LocalTavira / Tavira
DesignaçãoCastelo de Tavira
CronologiaSéc. XI
DescriçãoA localização do primeiro assentamento islâmico em Tavira tem dividido opiniões: nas proximidades do Alto de Santana entre finais do século X e inícios do XI, segundo Maia, ou na alcaria de Jilla ou Gillah na margem esquerda do Gilão, de acordo com Khawli e Tahiri. A construção do hisn deu-se na margem direita do rio, para proteger a povoação que estaria estabelecida na outra margem. Este teria uma planta sub-quadrangular ou sub-rectangular, dotada de torres nos cantos e à entrada e foi construído na segunda metade do século IX. Assim, ao longo do século XI, há uma transferência de população para a margem direita do Gilão. Com a unificação almóada, Tavira foi um dos castelos reformados, passando a integrar a rede defensiva do Algarve. Nesta segunda fase construtiva, o perímetro amuralhado é alargado e as muralhas previamente existentes são reforçadas e restauradas.

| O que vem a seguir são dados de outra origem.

/// Default value for `base_url` is `None`. Default values for `protected`
/// and `override_protected` are `false`.
#[allow(clippy::too_many_arguments)]
pub async fn define(
	active_context: &mut json_ld_core::Context,
	local_context: &Merged<'_>,
	term: &str,
	defined: &mut DefinedTerms,
	loader: &impl Loader,
	remote_contexts: ProcessingStack<IriBuf>,
	base_url: Option<IriBuf>,
	protected: bool,
	options: Options,
	warnings: &mut impl WarningHandler,
) -> Result<(), Error> {
	if defined.begin(term)? {
		if term.is_empty() {
			return Err(Error::InvalidTermDefinition);
		}

		if term == "@type" {
			if let Some(d) = local_context.type_() {
				if options.processing_mode == json_ld_core::ProcessingMode::JsonLd1_0 {
					return Err(Error::KeywordRedefinition);
				}

				let previous_definition = active_context.get("@type");
				active_context.remove("@type");

				let mut definition = TypeTermDefinition::default();
				if let Some(protected) = d.protected {
					if options.processing_mode == json_ld_core::ProcessingMode::JsonLd1_0 {
						return Err(Error::InvalidTermDefinition);
					}
					definition.protected = protected;
				}

				if !options.override_protected {
					if let Some(previous_definition) = previous_definition {
						if previous_definition.is_protected() {
							if !TermDefinition::Type(definition)
								.equivalent_modulo_protected(&previous_definition)
							{
								return Err(Error::ProtectedTermRedefinition);
							}
							definition.protected = true;
						}
					}
				}

				active_context.set("@type".to_string(), TermDefinition::Type(definition));
			}
		} else if Keyword::try_from(term).is_ok() {
			// Keywords other than `@type` cannot be redefined.
			if local_context.get(term).is_some() {
				return Err(Error::KeywordRedefinition);
			}
		} else if let Some(raw) = local_context.get(term) {
			let previous_definition = active_context.get(term);
			active_context.remove(term);

			let simple_term = !normalize(raw).is_expanded;
			let value = normalize(raw);

			let mut definition = NormalTermDefinition {
				protected,
				..Default::default()
			};

			if let Some(protected) = value.protected {
				if options.processing_mode == json_ld_core::ProcessingMode::JsonLd1_0 {
					return Err(Error::InvalidTermDefinition);
				}
				definition.protected = protected;
			}

			if let Some(type_) = value.type_ {
				let typ = expand_iri_with(
					active_context,
					type_.cast(),
					false,
					Some(options.vocab),
					local_context,
					defined,
					loader,
					remote_contexts.clone(),
					options,
					warnings,
				)
				.await?;

				if let Some(typ) = typ {
					if options.processing_mode == json_ld_core::ProcessingMode::JsonLd1_0
						&& (typ == Term::Keyword(Keyword::Json) || typ == Term::Keyword(Keyword::None))
					{
						return Err(Error::InvalidTypeMapping);
					}

					match term_to_type(typ) {
						Some(typ) => definition.typ = Some(typ),
						None => return Err(Error::InvalidTypeMapping),
					}
				}
			}

			if let Some(reverse_value) = value.reverse {
				if value.id.is_some() || value.nest.is_some() {
					return Err(Error::InvalidReverseProperty);
				}

				if json_ld_syntax::is_keyword_like(reverse_value) {
					warnings.handle(Warning::KeywordLikeValue(reverse_value.to_owned()));
					return Ok(());
				}

				match expand_iri_with(
					active_context,
					Nullable::Some(Expandable::String(reverse_value)),
					false,
					Some(options.vocab),
					local_context,
					defined,
					loader,
					remote_contexts.clone(),
					options,
					warnings,
				)
				.await?
				{
					Some(Term::Id(mapping)) if mapping.is_valid() => {
						definition.value = Some(Term::Id(mapping))
					}
					_ => return Err(Error::InvalidIriMapping),
				}

				if let Some(container_value) = value.container {
					match container_value {
						Nullable::Null => (),
						Nullable::Some(container_value) => {
							if matches!(
								container_value,
								Container::One(ContainerKind::Set) | Container::One(ContainerKind::Index)
							) {
								definition.container = Some(container_value.clone());
							} else {
								return Err(Error::InvalidReverseProperty);
							}
						}
					}
				}

				definition.reverse_property = true;
				active_context.set(term.to_owned(), TermDefinition::Normal(Box::new(definition)));
				defined.end(term);
				return Ok(());
			}

			match value.id {
				Some(id_value) if id_value.as_ref().map(IdRef::as_str) != Nullable::Some(term) => {
					match id_value {
						Nullable::Null => (),
						Nullable::Some(id_value) => {
							if json_ld_syntax::is_keyword_like(id_value.as_str())
								&& !id_value.is_keyword()
							{
								warnings.handle(Warning::KeywordLikeValue(id_value.as_str().to_owned()));
								return Ok(());
							}

							let expandable = match id_value {
								IdRef::Keyword(k) => Expandable::Keyword(k),
								IdRef::Term(t) => Expandable::String(t),
							};

							definition.value = match expand_iri_with(
								active_context,
								Nullable::Some(expandable),
								false,
								Some(options.vocab),
								local_context,
								defined,
								loader,
								remote_contexts.clone(),
								options,
								warnings,
							)
							.await?
							{
								Some(Term::Keyword(Keyword::Context)) => {
									return Err(Error::InvalidKeywordAlias);
								}
								Some(Term::Id(id)) if !id.is_valid() => {
									return Err(Error::InvalidIriMapping);
								}
								value => value,
							};

							if contains_between_boundaries(term, ':') || term.contains('/') {
								defined.end(term);

								let expanded_term = expand_iri_with(
									active_context,
									Nullable::Some(Expandable::String(term)),
									false,
									Some(options.vocab),
									local_context,
									defined,
									loader,
									remote_contexts.clone(),
									options,
									warnings,
								)
								.await?;

								if definition.value != expanded_term {
									return Err(Error::InvalidIriMapping);
								}
							}

							if !term.contains(':')
								&& !term.contains('/')
								&& simple_term
								&& is_gen_delim_or_blank(definition.value.as_ref().unwrap())
							{
								definition.prefix = true;
							}
						}
					}
				}
				Some(Nullable::Some(IdRef::Keyword(Keyword::Type))) => {
					definition.value = Some(Term::Keyword(Keyword::Type))
				}
				_ => {
					if let Ok(compact_iri) = CompactIri::new(term) {
						Box::pin(define(
							active_context,
							local_context,
							compact_iri.prefix(),
							defined,
							loader,
							remote_contexts.clone(),
							None,
							false,
							options.with_no_override(),
							warnings,
						))
						.await?;

						if let Some(prefix_definition) = active_context.get(compact_iri.prefix()) {
							let mut result = String::new();
							if let Some(prefix_key) = prefix_definition.value() {
								if let Some(prefix_iri) = prefix_key.as_iri() {
									result = prefix_iri.as_str().to_string();
								}
							}
							result.push_str(compact_iri.suffix());

							if let Ok(iri) = Iri::new(result.as_str()) {
								definition.value = Some(Term::Id(Id::iri(iri.to_owned())));
							} else {
								return Err(Error::InvalidIriMapping);
							}
						}
					}

					if definition.value.is_none() {
						if let Ok(blank_id) = BlankId::new(term) {
							definition.value = Some(Term::Id(Id::blank(blank_id.to_owned())));
						} else if let Ok(iri_ref) = IriRef::new(term) {
							match iri_ref.as_iri() {
								Some(iri) => {
									definition.value = Some(Term::Id(Id::iri(iri.to_owned())));
								}
								None => {
									if iri_ref.as_str().contains('/') {
										match expand_iri_simple(
											active_context,
											Nullable::Some(Expandable::String(iri_ref.as_str())),
											false,
											Some(options.vocab),
											warnings,
										)? {
											Some(Term::Id(Id::Valid(ValidId::Iri(id)))) => {
												definition.value = Some(Term::from(id))
											}
											_ => return Err(Error::InvalidIriMapping),
										}
									}
								}
							}
						}

						if definition.value.is_none() {
							if let Some(context_vocabulary) = active_context.vocabulary() {
								if let Some(vocabulary_iri) = context_vocabulary.as_iri() {
									let mut result = vocabulary_iri.as_str().to_string();
									result.push_str(term);
									if let Ok(iri) = Iri::new(result.as_str()) {
										definition.value = Some(Term::from(iri.to_owned()));
									} else {
										return Err(Error::InvalidIriMapping);
									}
								} else {
									return Err(Error::InvalidIriMapping);
								}
							} else {
								return Err(Error::InvalidIriMapping);
							}
						}
					}
				}
			}

			if let Some(container_value) = value.container {
				if options.processing_mode == json_ld_core::ProcessingMode::JsonLd1_0 {
					match container_value {
						Nullable::Null
						| Nullable::Some(
							Container::Many(_)
							| Container::One(
								ContainerKind::Graph | ContainerKind::Id | ContainerKind::Type,
							),
						) => return Err(Error::InvalidContainerMapping),
						_ => (),
					}
				}

				definition.container = container_value.cloned().option();

				if definition
					.container
					.as_ref()
					.is_some_and(|c| container_contains(c, ContainerKind::Type))
				{
					match &definition.typ {
						Some(TermType::Id) | Some(TermType::Vocab) => (),
						Some(_) => return Err(Error::InvalidTypeMapping),
						None => definition.typ = Some(TermType::Id),
					}
				}
			}

			if let Some(index_value) = value.index {
				if !definition
					.container
					.as_ref()
					.is_some_and(|c| container_contains(c, ContainerKind::Index))
					|| options.processing_mode == json_ld_core::ProcessingMode::JsonLd1_0
				{
					return Err(Error::InvalidTermDefinition);
				}

				match expand_iri_simple(
					active_context,
					Nullable::Some(Expandable::String(index_value)),
					false,
					Some(options.vocab),
					warnings,
				)? {
					Some(Term::Id(Id::Valid(ValidId::Iri(_)))) => (),
					_ => return Err(Error::InvalidTermDefinition),
				}

				definition.index =
					Some(json_ld_syntax::context::term_definition::Index::from(index_value.to_owned()));
			}

			if let Some(context) = value.context {
				if options.processing_mode == json_ld_core::ProcessingMode::JsonLd1_0 {
					return Err(Error::InvalidTermDefinition);
				}

				Box::pin(super::process_context(
					active_context,
					context,
					loader,
					remote_contexts.clone(),
					base_url.clone(),
					options.with_override(),
					warnings,
				))
				.await
				.map_err(|_| Error::InvalidScopedContext)?;

				definition.context = Some(Box::new(context.clone()));
				definition.base_url = base_url.clone();
			}

			if value.type_.is_none() {
				if let Some(language_value) = value.language {
					definition.language = language_value.cloned().option();
				}

				if let Some(direction_value) = value.direction {
					definition.direction = direction_value.option();
				}
			}

			if let Some(nest_value) = value.nest {
				if options.processing_mode == json_ld_core::ProcessingMode::JsonLd1_0 {
					return Err(Error::InvalidTermDefinition);
				}
				definition.nest = Some(json_ld_syntax::context::term_definition::Nest::from(
					nest_value.to_owned(),
				));
			}

			if let Some(prefix_value) = value.prefix {
				if term.contains(':')
					|| term.contains('/')
					|| options.processing_mode == json_ld_core::ProcessingMode::JsonLd1_0
				{
					return Err(Error::InvalidTermDefinition);
				}

				definition.prefix = prefix_value;

				if definition.prefix && definition.value.as_ref().unwrap().is_keyword() {
					return Err(Error::InvalidTermDefinition);
				}
			}

			if value.propagate.is_some() {
				return Err(Error::InvalidTermDefinition);
			}

			if !options.override_protected {
				if let Some(previous_definition) = &previous_definition {
					if previous_definition.is_protected() {
						let candidate = TermDefinition::Normal(Box::new(definition.clone()));
						if !candidate.equivalent_modulo_protected(previous_definition) {
							return Err(Error::ProtectedTermRedefinition);
						}
						definition.protected = true;
					}
				}
			}

			active_context.set(term.to_owned(), TermDefinition::Normal(Box::new(definition)));
		}

		defined.end(term);
	}

	Ok(())
}
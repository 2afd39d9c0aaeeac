use std::fmt;

/// Value that can be null.
///
/// The `Option` type is used in this crate to indicate values that
/// may or may not be defined.
/// Sometimes however,
/// value can be explicitly defined as `null`,
/// hence the need for this type.
#[derive(Clone, Copy, PartialEq, Eq, Debug, Hash, PartialOrd, Ord)]
pub enum Nullable<T> {
	/// Null value.
	Null,

	/// Some other value.
	Some(T),
}

impl<T> Nullable<T> {
	/// Checks if the value is `null`.
	#[inline(always)]
	pub fn is_null(&self) -> bool {
		matches!(self, Nullable::Null)
	}

	/// Checks if the value is not `null`.
	#[inline(always)]
	pub fn is_some(&self) -> bool {
		matches!(self, Nullable::Some(_))
	}

	/// Unwraps a non-null value.
	///
	/// Panics if the value is `null`.
	#[inline(always)]
	pub fn unwrap(self) -> T {
		match self {
			Nullable::Some(t) => t,
			Nullable::Null => panic!("cannot unwrap null"),
		}
	}

	/// Returns a nullabl reference to the inner value.
	#[inline(always)]
	pub fn as_ref(&self) -> Nullable<&T> {
		match self {
			Nullable::Null => Nullable::Null,
			Nullable::Some(t) => Nullable::Some(t),
		}
	}

	pub fn as_deref(&self) -> Nullable<&T::Target>
	where
		T: std::ops::Deref,
	{
		match self {
			Self::Null => Nullable::Null,
			Self::Some(t) => Nullable::Some(t),
		}
	}

	/// Transform into an `Option` value.
	#[inline(always)]
	pub fn option(self) -> Option<T> {
		match self {
			Nullable::Null => None,
			Nullable::Some(t) => Some(t),
		}
	}

	/// Map the inner value using the given function.
	#[inline(always)]
	pub fn map<F, U>(self, f: F) -> Nullable<U>
	where
		F: FnOnce(T) -> U,
	{
		match self {
			Nullable::Null => Nullable::Null,
			Nullable::Some(t) => Nullable::Some(f(t)),
		}
	}

	pub fn cast<U>(self) -> Nullable<U>
	where
		T: Into<U>,
	{
		match self {
			Self::Null => Nullable::Null,
			Self::Some(t) => Nullable::Some(t.into()),
		}
	}

	pub fn unwrap_or(self, default: T) -> T {
		match self {
			Self::Null => default,
			Self::Some(t) => t,
		}
	}

	pub fn unwrap_or_default(self) -> T
	where
		T: Default,
	{
		match self {
			Self::Null => T::default(),
			Self::Some(t) => t,
		}
	}
}

impl<T> From<T> for Nullable<T> {
	fn from(value: T) -> Self {
		Self::Some(value)
	}
}

impl<T> From<Option<T>> for Nullable<T> {
	fn from(value: Option<T>) -> Self {
		match value {
			Some(t) => Self::Some(t),
			None => Self::Null,
		}
	}
}

impl<T: Clone> Nullable<&T> {
	/// Clone the referenced inner value.
	#[inline(always)]
	pub fn cloned(&self) -> Nullable<T> {
		match self {
			Nullable::Null => Nullable::Null,
			Nullable::Some(t) => Nullable::Some((*t).clone()),
		}
	}
}

impl<T: fmt::Display> fmt::Display for Nullable<T> {
	fn fmt(&self, f: &mut fmt::Formatter<'_>) -> fmt::Result {
		match self {
			Self::Null => write!(f, "null"),
			Self::Some(v) => v.fmt(f),
		}
	}
}

#[cfg(feature = "serde")]
impl<T: serde::Serialize> serde::Serialize for Nullable<T> {
	fn serialize<S>(&self, serializer: S) -> Result<S::Ok, S::Error>
	where
		S: serde::Serializer,
	{
		match self {
			Self::Null => serializer.serialize_none(),
			Self::Some(t) => serializer.serialize_some(t),
		}
	}
}

#[cfg(feature = "serde")]
impl<'de, T: serde::Deserialize<'de>> serde::Deserialize<'de> for Nullable<T> {
	fn deserialize<D>(deserializer: D) -> Result<Self, D::Error>
	where
		D: serde::Deserializer<'de>,
	{
		Ok(Option::<T>::deserialize(deserializer)?.into())
	}
}

#[cfg(feature = "serde")]
impl<T> Nullable<T> {
	pub fn optional<'de, D>(deserializer: D) -> Result<Option<Self>, D::Error>
	where
		T: serde::Deserialize<'de>,
		D: serde::Deserializer<'de>,
	{
		use serde::Deserialize;
		Ok(Some(Option::<T>::deserialize(deserializer)?.into()))
	}
}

Tratava-se de uma fortificação em taipa, com uma altura média de 10 metros e 3,5 metros de espessura, defendida por diversas torres de planta sub-quadrangular e rectangulares adossadas à muralha e outras de tipo albarrã. Actualmente, a muralha islâmica encontra-se praticamente desaparecida ou integrada em construções posteriores. Porém, escavações têm vindo a descobrir alguns tramos da muralha, entre os quais um pano de muralha na zona do Edifício BNU, junto à Praça da República. Foi aqui descoberta uma antiga porta, com arco de ferradura. Outro dos poucos vestígios ainda visíveis é uma torre albarrã octogonal, em alvenaria de pedra, edificada no período almóada, que integraria um conjunto de quatro torres (duas na Bela Fria e uma junto à ponte, a Torre do Mar, já desaparecidas). Em 2005, foi descoberto no bairro da Bela Fria um troço de muralha islâmica em taipa, ocultado por aparelho manuelino, que Manuel Maia identificou como sendo parte de uma barbacã com cerca de 140 metros de comprimento. Escavações arqueológicas levadas a cabo no espaço intramuros, nas áreas do Convento da Graça, Pensão Castelo, solar dos Côrte-Real e Terreiro do Parguinho, têm revelado indícios de uma importante ocupação no período almoada, tendo sido exumada cerâmica vidrada a melado e a verde, candeias de câmara aberta, caçoilas com aplicações plásticas, além da cerâmica comum e outra decorada com a técnica de corda seca.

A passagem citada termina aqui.